# What is being asked
Please output the data below exactly as given, starting at its first line and stopping after the line that contains "keeps one file".

─── Raw data ───

//! Durable session storage.
//!
//! Three key-value slots survive reloads: the last committed document, the
//! selected language, and the access-gate flag. [`FsStorage`] keeps one file
//! per slot under a data directory; [`MemoryStorage`] keeps them in memory and
//! can be told to fail, for exercising non-fatal persistence paths.

use std::collections::HashMap;
use std::path::PathBuf;
use std::sync::atomic::{AtomicBool, Ordering};
use std::sync::{Arc, PoisonError, RwLock};

use async_trait::async_trait;

use crate::error::PersistenceError;

/// A durable storage slot.
#[derive(Debug, Clone, Copy, PartialEq, Eq, Hash)]
pub enum StorageKey {
    /// Last committed document JSON.
    Document,
    /// Selected language code.
    Language,
    /// Whether the access gate was passed.
    Authorized,
}

impl StorageKey {
    /// Slot name.
    #[must_use]
    pub fn as_str(self) -> &'static str {
        match self {
            Self::Document => "document",
            Self::Language => "language",
            Self::Authorized => "authorized",
        }
    }
}

/// Key-value store for session state.
#[async_trait]
pub trait SessionStorage: Send + Sync + std::fmt::Debug {
    /// Read a slot; `None` when it was never written.
    async fn get(&self, key: StorageKey) -> Result<Option<String>, PersistenceError>;

    /// Write a slot.
    async fn set(&self, key: StorageKey, value: &str) -> Result<(), PersistenceError>;

    /// Clear a slot. Clearing an empty slot succeeds.
    async fn remove(&self, key: StorageKey) -> Result<(), PersistenceError>;
}

/// Read the access-gate flag.
///
/// # Errors
///
/// Propagates storage read failures.
pub async fn is_authorized(storage: &dyn SessionStorage) -> Result<bool, PersistenceError> {
    Ok(storage
        .get(StorageKey::Authorized)
        .await?
        .is_some_and(|v| v.trim() == "true"))
}

/// Write the access-gate flag.
///
/// # Errors
///
/// Propagates storage write failures.
pub async fn set_authorized(storage: &dyn SessionStorage, authorized: bool) -> Result<(), PersistenceError> {
    if authorized {
        storage.set(StorageKey::Authorized, "true").await
    } else {
        storage.remove(StorageKey::Authorized).await
    }
}

/// One file per slot under a data directory.
#[derive(Debug, Clone)]
pub struct FsStorage {
    data_dir: PathBuf,
}

impl FsStorage {
    /// Create a store rooted at `data_dir`, creating the directory.
    ///
    /// # Errors
    ///
    /// Returns [`PersistenceError::Io`] if the directory cannot be created.
    pub async fn open(data_dir: impl Into<PathBuf>) -> Result<Self, PersistenceError> {
        let data_dir = data_dir.into();
        tokio::fs::create_dir_all(&data_dir).await?;
        Ok(Self { data_dir })
    }

    /// The data directory.
    #[must_use]
    pub fn data_dir(&self) -> &std::path::Path {
        &self.data_dir
    }

    fn path_for(&self, key: StorageKey) -> PathBuf {
        let extension = match key {
            StorageKey::Document => "json",
            StorageKey::Language | StorageKey::Authorized => "txt",
        };
        self.data_dir.join(format!("{}.{extension}", key.as_str()))
    }
}

#[async_trait]
impl SessionStorage for FsStorage {
    async fn get(&self, key: StorageKey) -> Result<Option<String>, PersistenceError> {
        match tokio::fs::read_to_string(self.path_for(key)).await {
            Ok(value) => Ok(Some(value)),
            Err(e) if e.kind() == std::io::ErrorKind::NotFound => Ok(None),
            Err(e) => Err(e.into()),
        }
    }

    async fn set(&self, key: StorageKey, value: &str) -> Result<(), PersistenceError> {
        // Atomic replace: write a sibling file, then rename over the slot.
        let path = self.path_for(key);
        let tmp = path.with_extension("tmp");
        tokio::fs::write(&tmp, value).await?;
        tokio::fs::rename(&tmp, &path).await?;
        tracing::debug!("Persisted {} to {}", key.as_str(), path.display());
        Ok(())
    }

    async fn remove(&self, key: StorageKey) -> Result<(), PersistenceError> {
        match tokio::fs::remove_file(self.path_for(key)).await {
            Ok(()) => Ok(()),
            Err(e) if e.kind() == std::io::ErrorKind::NotFound => Ok(()),
            Err(e) => Err(e.into()),
        }
    }
}

/// In-memory store with optional failure injection.
#[derive(Debug, Clone, Default)]
pub struct MemoryStorage {
    slots: Arc<RwLock<HashMap<StorageKey, String>>>,
    failing: Arc<AtomicBool>,
}

impl MemoryStorage {
    /// Create an empty store.
    #[must_use]
    pub fn new() -> Self {
        Self::default()
    }

    /// Make every subsequent operation fail (or succeed again).
    pub fn set_failing(&self, failing: bool) {
        self.failing.store(failing, Ordering::SeqCst);
    }

    /// Read a slot synchronously, bypassing failure injection.
    #[must_use]
    pub fn peek(&self, key: StorageKey) -> Option<String> {
        self.slots
            .read()
            .unwrap_or_else(PoisonError::into_inner)
            .get(&key)
            .cloned()
    }

    fn check(&self) -> Result<(), PersistenceError> {
        if self.failing.load(Ordering::SeqCst) {
            Err(PersistenceError::Unavailable("storage is failing".to_string()))
        } else {
            Ok(())
        }
    }
}

#[async_trait]
impl SessionStorage for MemoryStorage {
    async fn get(&self, key: StorageKey) -> Result<Option<String>, PersistenceError> {
        self.check()?;
        Ok(self.peek(key))
    }

    async fn set(&self, key: StorageKey, value: &str) -> Result<(), PersistenceError> {
        self.check()?;
        self.slots
            .write()
            .unwrap_or_else(PoisonError::into_inner)
            .insert(key, value.to_string());
        Ok(())
    }

    async fn remove(&self, key: StorageKey) -> Result<(), PersistenceError> {
        self.check()?;
        self.slots
            .write()
            .unwrap_or_else(PoisonError::into_inner)
            .remove(&key);
        Ok(())
    }
}

#[cfg(test)]
mod tests {
    use super::*;

    #[tokio::test]
    async fn test_fs_storage_round_trip() {
        let dir = tempfile::tempdir().expect("tempdir");
        let storage = FsStorage::open(dir.path().join("data")).await.expect("open");

        assert_eq!(storage.get(StorageKey::Document).await.expect("get"), None);
        storage.set(StorageKey::Document, "{\"a\":1}").await.expect("set");
        storage.set(StorageKey::Language, "fr").await.expect("set");

        assert_eq!(
            storage.get(StorageKey::Document).await.expect("get").as_deref(),
            Some("{\"a\":1}")
        );
        assert!(dir.path().join("data").join("document.json").exists());
        assert!(!dir.path().join("data").join("document.tmp").exists());
    }

    #[tokio::test]
    async fn test_fs_storage_survives_reopen() {
        let dir = tempfile::tempdir().expect("tempdir");
        {
            let storage = FsStorage::open(dir.path()).await.expect("open");
            storage.set(StorageKey::Language, "ru").await.expect("set");
        }
        let storage = FsStorage::open(dir.path()).await.expect("reopen");
        assert_eq!(
            storage.get(StorageKey::Language).await.expect("get").as_deref(),
            Some("ru")
        );
    }

    #[tokio::test]
    async fn test_fs_remove_missing_is_ok() {
        let dir = tempfile::tempdir().expect("tempdir");
        let storage = FsStorage::open(dir.path()).await.expect("open");
        storage.remove(StorageKey::Authorized).await.expect("remove");
    }

    #[tokio::test]
    async fn test_authorized_flag() {
        let storage = MemoryStorage::new();
        assert!(!is_authorized(&storage).await.expect("read"));
        set_authorized(&storage, true).await.expect("set");
        assert!(is_authorized(&storage).await.expect("read"));
        set_authorized(&storage, false).await.expect("clear");
        assert!(!is_authorized(&storage).await.expect("read"));
    }

    #[tokio::test]
    async fn test_memory_storage_failure_injection() {
        let storage = MemoryStorage::new();
        storage.set(StorageKey::Language, "id").await.expect("set");
        storage.set_failing(true);

        assert!(matches!(
            storage.set(StorageKey::Language, "fr").await,
            Err(PersistenceError::Unavailable(_))
        ));
        assert_eq!(storage.peek(StorageKey::Language).as_deref(), Some("id"));

        storage.set_failing(false);
        assert!(storage.get(StorageKey::Language).await.is_ok());
    }
}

───

# Final answer
//! Durable session storage.
//!
//! Three key-value slots survive reloads: the last committed document, the
//! selected language, and the access-gate flag. [`FsStorage`] keeps one file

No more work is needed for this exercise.